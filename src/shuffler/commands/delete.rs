use crate::commands::{helpers::short_id, CmdMessage, CmdResult};
use crate::document::Project;
use crate::error::Result;
use crate::model::EntityId;

/// Permanently removes detached entities. Attached ones must be detached first.
pub fn run(project: &mut Project, ids: &[EntityId]) -> Result<CmdResult> {
    let mut result = CmdResult::default();
    for &id in ids {
        let removed = project.delete_detached(id)?;
        let count = removed.ids().len();
        result.affected.push(id);
        let suffix = if count > 1 {
            format!(" and {} nested entities", count - 1)
        } else {
            String::new()
        };
        result.add_message(CmdMessage::success(format!(
            "Deleted {} \"{}\"{}",
            short_id(id),
            removed.meta().summary,
            suffix
        )));
    }
    Ok(result)
}
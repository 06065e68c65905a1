//! # Entity Codec
//!
//! Maps a single entity to exactly one file and back.
//!
//! ## Section files (`sections/{uuid}.yaml`)
//!
//! ```yaml
//! id: 0b5c4c9e-...
//! summary: Act One
//! notes: null
//! label: InProgress
//! children:
//!   - id: 6f1d...
//!     x: 120.0
//!     y: 40.0
//! ```
//!
//! A section stores only the identity and canvas position of each child, never child
//! content. Positions live on the parent's edge list, not in the child's own file.
//!
//! ## Card files (`cards/{uuid}.md`)
//!
//! ```text
//! ---
//! id: 6f1d...
//! summary: The storm
//! notes: null
//! label: ToDo
//! categoryId: 2
//! ---
//! Raw card content, kept verbatim.
//! ```
//!
//! Unknown fields are ignored on read so newer files load in older builds.

use crate::categories::{Category, CategoryId};
use crate::error::{Result, ShufflerError};
use crate::model::{Card, Entity, EntityId, EntityMeta, Section, WorkflowLabel};
use crate::store::StorageProvider;
use serde::{Deserialize, Serialize};
use std::path::{Path, PathBuf};

pub const MANIFEST_FILE: &str = "project.yaml";
pub const SECTIONS_DIR: &str = "sections";
pub const CARDS_DIR: &str = "cards";
pub const SECTION_EXT: &str = "yaml";
pub const CARD_EXT: &str = "md";

const FRONT_MATTER_DELIMITER: &str = "---";

/// One `{id, x, y}` entry of a section's child list.
#[derive(Debug, Clone, PartialEq, Serialize, Deserialize)]
pub struct ChildEdge {
    pub id: EntityId,
    #[serde(default)]
    pub x: f64,
    #[serde(default)]
    pub y: f64,
}

/// A section as stored on disk: its own fields plus child edges.
#[derive(Debug, Clone, PartialEq, Serialize, Deserialize)]
pub struct SectionRecord {
    pub id: EntityId,
    #[serde(default)]
    pub summary: String,
    #[serde(default)]
    pub notes: Option<String>,
    #[serde(default)]
    pub label: WorkflowLabel,
    #[serde(default)]
    pub children: Vec<ChildEdge>,
}

impl SectionRecord {
    pub fn from_section(section: &Section) -> Self {
        Self {
            id: section.meta.id,
            summary: section.meta.summary.clone(),
            notes: section.meta.notes.clone(),
            label: section.meta.label,
            children: section
                .children
                .iter()
                .map(|child| {
                    let meta = child.meta();
                    ChildEdge {
                        id: meta.id,
                        x: meta.position.x,
                        y: meta.position.y,
                    }
                })
                .collect(),
        }
    }

    /// The section's own fields, without children.
    pub fn to_meta(&self) -> EntityMeta {
        let mut meta = EntityMeta::with_id(self.id, self.summary.clone());
        meta.notes = self.notes.clone();
        meta.label = self.label;
        meta
    }
}

#[derive(Debug, Serialize, Deserialize)]
#[serde(rename_all = "camelCase")]
struct CardFrontMatter {
    id: EntityId,
    #[serde(default)]
    summary: String,
    #[serde(default)]
    notes: Option<String>,
    #[serde(default)]
    label: WorkflowLabel,
    // Older files use -1 for "no category".
    #[serde(default)]
    category_id: Option<i64>,
}

#[derive(Debug, Clone, PartialEq, Serialize, Deserialize)]
#[serde(rename_all = "camelCase")]
pub struct Manifest {
    pub root_id: EntityId,
    #[serde(default)]
    pub categories: Vec<Category>,
}

pub fn encode_section(section: &Section) -> Result<String> {
    serde_yaml::to_string(&SectionRecord::from_section(section))
        .map_err(|e| ShufflerError::malformed(section_file_name(section.id()), e))
}

pub fn decode_section(text: &str, path: &Path) -> Result<SectionRecord> {
    serde_yaml::from_str(text).map_err(|e| ShufflerError::malformed(path, e))
}

pub fn encode_card(card: &Card) -> Result<String> {
    let front = CardFrontMatter {
        id: card.meta.id,
        summary: card.meta.summary.clone(),
        notes: card.meta.notes.clone(),
        label: card.meta.label,
        category_id: card.category.map(i64::from),
    };
    let yaml = serde_yaml::to_string(&front)
        .map_err(|e| ShufflerError::malformed(card_file_name(card.id()), e))?;
    Ok(format!(
        "{delim}\n{yaml}{delim}\n{content}",
        delim = FRONT_MATTER_DELIMITER,
        yaml = yaml,
        content = card.content
    ))
}

pub fn decode_card(text: &str, path: &Path) -> Result<Card> {
    let (front, content) = split_front_matter(text)
        .ok_or_else(|| ShufflerError::malformed(path, "missing front matter delimiters"))?;
    let front: CardFrontMatter =
        serde_yaml::from_str(front).map_err(|e| ShufflerError::malformed(path, e))?;

    let mut meta = EntityMeta::with_id(front.id, front.summary);
    meta.notes = front.notes;
    meta.label = front.label;
    Ok(Card {
        meta,
        content: content.to_string(),
        category: front
            .category_id
            .and_then(|id| CategoryId::try_from(id).ok()),
    })
}

/// Splits `---\n<front>\n---\n<body>` into front and body. The body is returned verbatim.
fn split_front_matter(text: &str) -> Option<(&str, &str)> {
    let mut lines = text.split_inclusive('\n');
    let first = lines.next()?;
    if !is_delimiter(first) {
        return None;
    }

    let front_start = first.len();
    let mut offset = front_start;
    for line in lines {
        if is_delimiter(line) {
            return Some((&text[front_start..offset], &text[offset + line.len()..]));
        }
        offset += line.len();
    }
    None
}

fn is_delimiter(line: &str) -> bool {
    line.trim_end_matches(['\n', '\r']) == FRONT_MATTER_DELIMITER
}

pub fn encode_manifest(manifest: &Manifest) -> Result<String> {
    serde_yaml::to_string(manifest).map_err(|e| ShufflerError::malformed(MANIFEST_FILE, e))
}

pub fn decode_manifest(text: &str, path: &Path) -> Result<Manifest> {
    serde_yaml::from_str(text).map_err(|e| ShufflerError::malformed(path, e))
}

pub fn section_file_name(id: EntityId) -> String {
    format!("{}.{}", id, SECTION_EXT)
}

pub fn card_file_name(id: EntityId) -> String {
    format!("{}.{}", id, CARD_EXT)
}

/// A single decoded file.
#[derive(Debug, Clone, PartialEq)]
pub enum Decoded {
    Section(SectionRecord),
    Card(Card),
}

/// Reads and writes single entity files through a [`StorageProvider`].
pub struct EntityCodec<S: StorageProvider> {
    storage: S,
}

impl<S: StorageProvider> EntityCodec<S> {
    pub fn new(storage: S) -> Self {
        Self { storage }
    }

    pub fn storage(&self) -> &S {
        &self.storage
    }

    pub fn manifest_path(&self, base: &Path) -> PathBuf {
        self.storage.join(base, &[MANIFEST_FILE])
    }

    pub fn sections_dir(&self, base: &Path) -> PathBuf {
        self.storage.join(base, &[SECTIONS_DIR])
    }

    pub fn cards_dir(&self, base: &Path) -> PathBuf {
        self.storage.join(base, &[CARDS_DIR])
    }

    pub fn entity_path(&self, base: &Path, entity: &Entity) -> PathBuf {
        match entity {
            Entity::Section(section) => self.section_path(base, section.id()),
            Entity::Card(card) => self.card_path(base, card.id()),
        }
    }

    pub fn section_path(&self, base: &Path, id: EntityId) -> PathBuf {
        self.storage
            .join(base, &[SECTIONS_DIR, &section_file_name(id)])
    }

    pub fn card_path(&self, base: &Path, id: EntityId) -> PathBuf {
        self.storage.join(base, &[CARDS_DIR, &card_file_name(id)])
    }

    /// Writes exactly one file for `entity`. Children are not written.
    pub fn serialize(&self, entity: &Entity, base: &Path) -> Result<()> {
        match entity {
            Entity::Section(section) => self.write_section(section, base),
            Entity::Card(card) => self.write_card(card, base),
        }
    }

    pub fn write_section(&self, section: &Section, base: &Path) -> Result<()> {
        let path = self.section_path(base, section.id());
        self.storage.put(&path, &encode_section(section)?)
    }

    pub fn write_card(&self, card: &Card, base: &Path) -> Result<()> {
        let path = self.card_path(base, card.id());
        self.storage.put(&path, &encode_card(card)?)
    }

    /// Decodes one file, dispatching on its extension.
    pub fn deserialize(&self, path: &Path) -> Result<Decoded> {
        match path.extension().and_then(|ext| ext.to_str()) {
            Some(CARD_EXT) => self.read_card(path).map(Decoded::Card),
            Some(SECTION_EXT) => self.read_section(path).map(Decoded::Section),
            _ => Err(ShufflerError::malformed(path, "unknown entity file type")),
        }
    }

    pub fn read_section(&self, path: &Path) -> Result<SectionRecord> {
        let text = self.storage.get(path)?;
        decode_section(&text, path)
    }

    pub fn read_card(&self, path: &Path) -> Result<Card> {
        let text = self.storage.get(path)?;
        decode_card(&text, path)
    }

    pub fn read_manifest(&self, base: &Path) -> Result<Manifest> {
        let path = self.manifest_path(base);
        let text = self.storage.get(&path)?;
        decode_manifest(&text, &path)
    }

    pub fn write_manifest(&self, base: &Path, manifest: &Manifest) -> Result<()> {
        let path = self.manifest_path(base);
        self.storage.put(&path, &encode_manifest(manifest)?)
    }
}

Directions. Repeat the entries above exactly, from the first line through the line containing "be detached first.".

The completed task.
filename src/shuffler/commands/delete.rs
use crate::commands::{helpers::short_id, CmdMessage, CmdResult};
use crate::document::Project;
use crate::error::Result;
use crate::model::EntityId;

/// Permanently removes detached entities. Attached ones must be detached first.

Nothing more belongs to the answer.